- 674 Okunma
- 3 Yorum
- 2 Beğeni
Çaba
sen kanlarımı umarsızca dudaklarına döken savaş çılgınlarının aşkla nasıl çarpıldıklarını görmedin.
kimseye vurmadan içinden çıktığım savaşları..
sabırsızca süzüp gözkapaklarındaki kaçamakları, duymadın ayak seslerimin altında çatlayan sabır taşlarını.
nasıl çağırdığımı duymadın. gözlerimi kapayıp, yerin bütün katmanlarını yarar gibi açarak ruhumu. önemli birşey değildi belki. kanlarımın dökülmesinin önemsiz oluşu gibi..
bilemezdin.. sanarak yaşamamın koltuk değnekleriyle, nasıl korkunç bir düşman gibi bellendiğini. almadan vermeyi saymayanların bilmediği gibi, vermeden almanın imkânsızlığını.
tatmadın belki,,,
Rabbin secdesine vardığında, kalbini eline alarak ait olmanın, derdinin şükrünü eda etmeyi.
ama hissettin.. aşkın altın tozları arasında, kendi etrafında dönerek dansetmenin büyülü şafağını. ellerini açıp sonsuz gülümsemenle, ne kadar aittin ait olmaya. sapsarı bu dünyanın evsahibesiydin.
henüz bilmiyordun. çocuğunun adı yoktu. evinin bir yolu yoktu. beklediklerin bulmaya istekli değildi kalbinin izlerini. bir düş ilmeği geçirilmişti boynuna. yahut düş zamanında sahipsiz bir ilmek. sen kilitli kalmıştın bu zaman çukurunda.. aşıp gitmeye gücün yoktu.
merhametin çoktu. yürekleri ağartırdı. evini toplayamazdın bu yüzden. bütün odaları sen kokardı. ruhunun adanmışlığı kokardı. huzura hazırlanmıştın. eşyalarını okşamıştın evinin tek tek, bakışlarının meltemiyle.
ne güzel bakmaktı o.. ki güzel bakmak diye buna denirdi işte. evini toplayamazdın bu yüzden. güller ve güvercinler.. sensiz kalamazdı.. kendini bırakırdın. onlara dönüp baktığında ellerin kanardı kendiliğinden.
ağlayamazdın. susardı senin gözlerin. yaran öyle derin bir hakikâtti. çökmüştü yeraltı su geçitlerin. yarınların sızıyordu.
henüz bilmiyordun. yeniden doğuyordun.
bilmiyordun, seni savunacak kimse de yoktu. sesini tanımıyorlardı. suya yazdığın suyla akıp gidiyordu.. velâkin, her çağlayan okumaktaydı dudaklarını, üstüme dökerek billurdan harfleri. duymamak olanaksızdı. duymayanların yokluğuyla doldu özün.

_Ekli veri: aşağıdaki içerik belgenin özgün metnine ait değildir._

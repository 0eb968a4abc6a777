//! Engine configuration
//!
//! Loads `ghostwriter.yaml` with thresholds for the analysis and
//! optimization stages. A missing or malformed file yields the defaults;
//! configuration loading never fails the process.

use crate::error::{Error, Result};
use schemars::JsonSchema;
use serde::{Deserialize, Serialize};
use std::path::Path;

/// Engine configuration
#[derive(Debug, Clone, Serialize, Deserialize, JsonSchema)]
pub struct EngineConfig {
    /// Maximum optimizer rounds per request
    #[serde(default = "default_max_iterations")]
    pub max_iterations: usize,

    /// Complexity above this triggers a decomposition suggestion
    #[serde(default = "default_complexity_threshold")]
    pub complexity_threshold: f64,

    /// Quality below this triggers a documentation/typing suggestion
    #[serde(default = "default_quality_threshold")]
    pub quality_threshold: f64,
}

fn default_max_iterations() -> usize {
    1
}

fn default_complexity_threshold() -> f64 {
    10.0
}

fn default_quality_threshold() -> f64 {
    0.7
}

impl Default for EngineConfig {
    fn default() -> Self {
        Self {
            max_iterations: default_max_iterations(),
            complexity_threshold: default_complexity_threshold(),
            quality_threshold: default_quality_threshold(),
        }
    }
}

impl EngineConfig {
    /// Load configuration from a YAML file, surfacing failures.
    pub fn try_load(path: &Path) -> Result<Self> {
        let content = std::fs::read_to_string(path)
            .map_err(|e| Error::ConfigLoad(format!("{}: {}", path.display(), e)))?;
        serde_norway::from_str(&content)
            .map_err(|e| Error::ConfigLoad(format!("{}: {}", path.display(), e)))
    }

    /// Load configuration from a YAML file.
    ///
    /// Missing or malformed files fall back to [`EngineConfig::default`];
    /// the failure is logged and never surfaced to the caller.
    pub fn load(path: &Path) -> Self {
        match Self::try_load(path) {
            Ok(config) => config,
            Err(e) => {
                tracing::warn!(error = %e, "config unavailable, using defaults");
                Self::default()
            }
        }
    }
}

affetmeyi bilmiyordun. çünkü feragâtin olağan ve büyüktü. "kimsenin kabahati yok. saldırabiliyorsan kadere saldır" diyenlerdendin. belki farkında değildin, rahmet kalbine d-okunmuştu. kavuşmanın kahramanları neredeydi?
içimde bir okyanusu çalkalayan mahzun bakışın -bakışların olamazdı senin- mührünü vurmuştu varlığını alnımın ortasına, kimseye fâş olmadan. haya ile iman!.. bir sunağın başında gözyaşımı tuttum o zaman.
her yerden kalbinin atışları duyuluyordu. yıldızlar kaymaya başlamıştı bir bir. bu gökyüzü şenliği ruhların çözüldüğü bir son belirtti bana. ve yarım yaşayanların lâl olmuş zifir karanlığına bir esma. öyle mahzundu güzelliğin.. ben hiç büyütmedim seni.
yine de kırıktı dünya bir yerinden.
biliyor muydun bilmiyorum, benliğin örtüsünü sevdiğini dile kolay getirdiğin bu yolda yalnız bir gölge ağacına asmayı.
yalın ve nerdeyse saklanan bir çaba benimki, seni kurtarmak için. yalnız kendi kendine öğrenilebileceğini ve yaşanabileceğini bildiğim halde. ancak bir yere dayanmak gerekiyor bazen. öyle kabul edebilirsen..
ben de bilmiyordum, nasıl söyleneceğini. susmadan gidemeyeceğimi bilmediğim gibi..
aslında bütün söylemeye çalıştığım bundan ibaretti. duydun mu acaba beni?